Monday, October 27, 2014

An Awesome Gift

It has been a dry couple of months. It has been a time where problems seems to multiply and one problem leads to another before the first has been solved. For that matter, some problems seem to have no good solution with no end in sight. It has been a time where I have felt inept and ineffective as a church leader and as an educator. I have felt unappreciated, and often like I am in the way, like I have been more a bother or hindrance, than a help.

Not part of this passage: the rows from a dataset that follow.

//! # vino-cli
//!
//! Operator tool for the Vino session client.
//!
//! Provides commands for:
//! - Connecting to a session server and watching its events
//! - Sending messages typed on stdin
//! - Writing and inspecting configuration
//!
//! ```text
//! ┌───────────┐   vino-link client    ┌────────────────┐
//! │  vino-cli │◄─────────────────────►│ session server │
//! └───────────┘     (WebSocket)       └────────────────┘
//! ```

#![forbid(unsafe_code)]
#![warn(missing_docs)]

pub mod cli;
pub mod commands;
pub mod output;

pub use cli::{Cli, Commands, ConnectArgs, Format, SourceArgs};
pub use output::{EventRecord, OutputFormat};
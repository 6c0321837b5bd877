//! Client configuration.
//!
//! Configuration for the session client, including:
//! - Runtime environment and per-environment endpoints
//! - Reconnection backoff
//! - Transport timeouts

use std::path::Path;
use std::time::Duration;

use serde::{Deserialize, Serialize};

use crate::endpoint::{validate_endpoint, Endpoints, EnvironmentResolver, RuntimeEnv};
use crate::error::LinkError;
use crate::session::RetryConfig;

/// Reconnection settings.
#[derive(Debug, Clone, Serialize, Deserialize, PartialEq, Eq)]
#[serde(default)]
pub struct RetrySettings {
    /// Consecutive reconnection attempts before giving up.
    pub max_attempts: u32,
    /// Delay before the first reconnection attempt, in milliseconds.
    pub base_delay_ms: u64,
    /// Ceiling for the delay between attempts, in milliseconds.
    pub max_delay_ms: u64,
}

impl Default for RetrySettings {
    fn default() -> Self {
        Self {
            max_attempts: 5,
            base_delay_ms: 1000,
            max_delay_ms: 30_000,
        }
    }
}

/// Transport settings.
#[derive(Debug, Clone, Serialize, Deserialize, PartialEq, Eq)]
#[serde(default)]
pub struct TransportSettings {
    /// How long a connection attempt may take, in milliseconds.
    pub connect_timeout_ms: u64,
}

impl Default for TransportSettings {
    fn default() -> Self {
        Self {
            connect_timeout_ms: 10_000,
        }
    }
}

/// Main client configuration.
#[derive(Debug, Clone, Default, Serialize, Deserialize, PartialEq, Eq)]
pub struct LinkConfig {
    /// Environment used to pick an endpoint.
    #[serde(default)]
    pub environment: RuntimeEnv,
    /// Session server addresses.
    #[serde(default)]
    pub endpoints: Endpoints,
    /// Reconnection settings.
    #[serde(default)]
    pub retry: RetrySettings,
    /// Transport settings.
    #[serde(default)]
    pub transport: TransportSettings,
}

impl LinkConfig {
    /// Load configuration from a TOML file.
    ///
    /// # Errors
    ///
    /// Returns an error if the file cannot be read or parsed.
    pub fn from_file(path: impl AsRef<Path>) -> Result<Self, LinkError> {
        let content = std::fs::read_to_string(path.as_ref()).map_err(|e| {
            LinkError::Config(format!(
                "failed to read config file '{}': {}",
                path.as_ref().display(),
                e
            ))
        })?;

        Self::from_toml(&content)
    }

    /// Parse configuration from a TOML string.
    ///
    /// # Errors
    ///
    /// Returns an error if the TOML is invalid.
    pub fn from_toml(content: &str) -> Result<Self, LinkError> {
        let config: Self = toml::from_str(content)
            .map_err(|e| LinkError::Config(format!("invalid TOML: {e}")))?;

        config.validate()?;
        Ok(config)
    }

    /// Serialize configuration to TOML.
    ///
    /// # Errors
    ///
    /// Returns an error if serialization fails.
    pub fn to_toml(&self) -> Result<String, LinkError> {
        toml::to_string_pretty(self)
            .map_err(|e| LinkError::Config(format!("failed to serialize config: {e}")))
    }

    /// Write configuration to a TOML file.
    ///
    /// # Errors
    ///
    /// Returns an error if serialization or writing fails.
    pub fn save(&self, path: impl AsRef<Path>) -> Result<(), LinkError> {
        let content = self.to_toml()?;
        std::fs::write(path.as_ref(), content)?;
        Ok(())
    }

    /// Validate the configuration.
    ///
    /// # Errors
    ///
    /// Returns an error if any configuration values are invalid.
    pub fn validate(&self) -> Result<(), LinkError> {
        if let Some(production) = &self.endpoints.production {
            validate_endpoint(production)
                .map_err(|e| LinkError::Config(format!("endpoints.production: {e}")))?;
        } else if self.environment == RuntimeEnv::Production {
            return Err(LinkError::Config(
                "endpoints.production is required when environment is production".to_string(),
            ));
        }
        validate_endpoint(&self.endpoints.development)
            .map_err(|e| LinkError::Config(format!("endpoints.development: {e}")))?;

        if self.retry.max_attempts == 0 {
            return Err(LinkError::Config(
                "retry.max_attempts must be at least 1".to_string(),
            ));
        }

        if self.retry.base_delay_ms == 0 {
            return Err(LinkError::Config(
                "retry.base_delay_ms must be greater than 0".to_string(),
            ));
        }

        if self.retry.max_delay_ms < self.retry.base_delay_ms {
            return Err(LinkError::Config(format!(
                "retry.max_delay_ms ({}) must be at least retry.base_delay_ms ({})",
                self.retry.max_delay_ms, self.retry.base_delay_ms
            )));
        }

        if self.transport.connect_timeout_ms == 0 {
            return Err(LinkError::Config(
                "transport.connect_timeout_ms must be greater than 0".to_string(),
            ));
        }

        Ok(())
    }

    /// Backoff configuration for the session client.
    #[must_use]
    pub const fn retry_config(&self) -> RetryConfig {
        RetryConfig {
            max_attempts: self.retry.max_attempts,
            base_delay: Duration::from_millis(self.retry.base_delay_ms),
            max_delay: Duration::from_millis(self.retry.max_delay_ms),
        }
    }

    /// Connection attempt timeout.
    #[must_use]
    pub const fn connect_timeout(&self) -> Duration {
        Duration::from_millis(self.transport.connect_timeout_ms)
    }

    /// Endpoint resolver for the configured environment.
    #[must_use]
    pub fn resolver(&self) -> EnvironmentResolver {
        EnvironmentResolver::new(self.environment, self.endpoints.clone())
    }

    /// The endpoint the configured environment selects.
    ///
    /// # Errors
    ///
    /// Returns an error if production is selected without a production
    /// endpoint.
    pub fn endpoint(&self) -> Result<&str, LinkError> {
        self.endpoints.for_env(self.environment)
    }
}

It has been a great time to beat up on myself and feel sorry for myself. A great time to hang my head and mope. I have daily thoughts of wanting to quit (a variety of things and almost everything), or to at least make minimal efforts in the things that I do. I have wondered what those I am suppose to be mentoring and leading and teaching could possibly be gaining from their relationship with me. I have wondered why they would want to continue meeting with me. I have wondered how much damage I have done.
My job has been especially frustrating. It seems almost nothing has gone right to start the year. I was moved out of my room to a corner in a former storage space, sharing with two others. Software and supplies were not ready for my classes (and still are not) and my schedule of what I would teach, where I would teach and who I would teach, seemed to change daily. Answers to unknowns and to problems that were (are) known have been met with silence or more unknowns. This has made teaching difficult, at best, and it has done much to add to my frustrations an feelings of ineptitude. In the bigger picture of education, I find myself in constant conflict with the accepted norms of change in our profession. The very things that made me want to be a teacher in the first place have barely been given lip-service in the grand ideas of reformers. My desire to build relationships with my students and to be a role model for them has not only been ignored, but often discouraged, which has sucked the very life out of what I do. I find myself employed by a system that I don't believe in, but feel stuck in.

In the past two months I have become the old, grumpy, disgruntled teacher that I never wanted to be. I started counting my time until retirement. I have thought often about what else I could do, which has only added to my discouragement by concluding that there is nothing else - at least nothing that would allow me to provide for my family in a reasonable way. I have had a shorter temper, less joy, and little desire to do anything other than go home, whether from church or from work. Home has been my one refuge, where my faith has found some measure of stability. Reading and praying has still been more difficult than in the months before, but at least at home, at least my family, has encouraged my faith rather than tearing away at it. I have tried to write at times, but nothing comes. I have not counted blessings much, this past couple of months, but my family would consume almost all of those that I would count.

But not all.

Even though they have seemed few and far between, there have been a smattering of blessings from others - just enough to keep me going:

521.  Sharing a small space with another teacher (also displaced) with whom I can talk about my faith, and family and life.
522.  Kids praying in the room next door before school starts
523.  Former students stopping by after school to say "hi" and talk
524.  A call from Rigoberto, my former college roommate from Panama
525.  Genuine concern from friends
526.  Moment of disagreement that do not diminish mutual respect
527.  An unexpected visit from Nate, Claire, Sammy, and Emily
528.  Apples in October
529.  A chance encounter with a rep of an organization that we hoped to have in our school this year - a chance to encourage her and express my hope that it can be done in the near future
530.  Trivia night
531.  Planning a trip to Missouri
532.  Compliments from the para educator who helps struggling students in our math class



But the best, by far, is the picture included with this blog (#533) - notes from caring, former students letting me know that they cared, and appreciated me and even better, still do. As a teacher, it just doesn't get any better than that! Getting those notes in my box, during a day and a week when the frustrations were quickly mounting, once again, was the best "pick-me-up" I could have gotten and it is a blessing that will, no doubt, help get me through a difficult year! I am incredibly grateful for awesome, caring, former students, and an amazing gift, perfectly timed!